* [Records shown]:
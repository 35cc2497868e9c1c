use std::process::ExitCode;

use tracing::{error, info};
use tracing_subscriber::EnvFilter;

use transit_server::cache::ResponseCache;
use transit_server::config::Settings;
use transit_server::siri::SiriClient;
use transit_server::web::{AppState, create_router};

#[tokio::main]
async fn main() -> ExitCode {
    tracing_subscriber::fmt()
        .with_env_filter(
            EnvFilter::try_from_default_env().unwrap_or_else(|_| EnvFilter::new("info")),
        )
        .init();

    let settings = match Settings::from_env() {
        Ok(settings) => settings,
        Err(e) => {
            error!(error = %e, "invalid configuration");
            return ExitCode::FAILURE;
        }
    };

    let cache = ResponseCache::new(&settings.cache);
    let siri = match SiriClient::new(settings.siri, cache) {
        Ok(client) => client,
        Err(e) => {
            error!(error = %e, "failed to create SIRI client");
            return ExitCode::FAILURE;
        }
    };
    info!(rt_system_id = %siri, object_id_tag = siri.object_id_tag(), "SIRI source configured");

    let app = create_router(AppState::new(siri));

    let listener = match tokio::net::TcpListener::bind(settings.bind_addr).await {
        Ok(listener) => listener,
        Err(e) => {
            error!(addr = %settings.bind_addr, error = %e, "failed to bind");
            return ExitCode::FAILURE;
        }
    };

    info!(addr = %settings.bind_addr, "listening");
    info!("  GET /health         - Health check");
    info!("  GET /status         - Real-time source status");
    info!("  GET /next_passages  - Next passages at a route point");

    if let Err(e) = axum::serve(listener, app).await {
        error!(error = %e, "server error");
        return ExitCode::FAILURE;
    }

    ExitCode::SUCCESS
}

* [Work item]: Your answer must be the full set of records above, reproduced exactly.

* [Final answer]:
repository 35cc2497868e9c1c
use std::process::ExitCode;

use tracing::{error, info};
use tracing_subscriber::EnvFilter;

use transit_server::cache::ResponseCache;
use transit_server::config::Settings;
use transit_server::siri::SiriClient;
use transit_server::web::{AppState, create_router};

#[tokio::main]
async fn main() -> ExitCode {
    tracing_subscriber::fmt()
        .with_env_filter(
            EnvFilter::try_from_default_env().unwrap_or_else(|_| EnvFilter::new("info")),
        )
        .init();

    let settings = match Settings::from_env() {
        Ok(settings) => settings,
        Err(e) => {
            error!(error = %e, "invalid configuration");
            return ExitCode::FAILURE;
        }
    };

    let cache = ResponseCache::new(&settings.cache);
    let siri = match SiriClient::new(settings.siri, cache) {
        Ok(client) => client,
        Err(e) => {
            error!(error = %e, "failed to create SIRI client");
            return ExitCode::FAILURE;
        }
    };
    info!(rt_system_id = %siri, object_id_tag = siri.object_id_tag(), "SIRI source configured");

    let app = create_router(AppState::new(siri));

    let listener = match tokio::net::TcpListener::bind(settings.bind_addr).await {
        Ok(listener) => listener,
        Err(e) => {
            error!(addr = %settings.bind_addr, error = %e, "failed to bind");
            return ExitCode::FAILURE;
        }
    };

    info!(addr = %settings.bind_addr, "listening");
    info!("  GET /health         - Health check");
    info!("  GET /status         - Real-time source status");
    info!("  GET /next_passages  - Next passages at a route point");

    if let Err(e) = axum::serve(listener, app).await {
        error!(error = %e, "server error");
        return ExitCode::FAILURE;
    }

    ExitCode::SUCCESS
}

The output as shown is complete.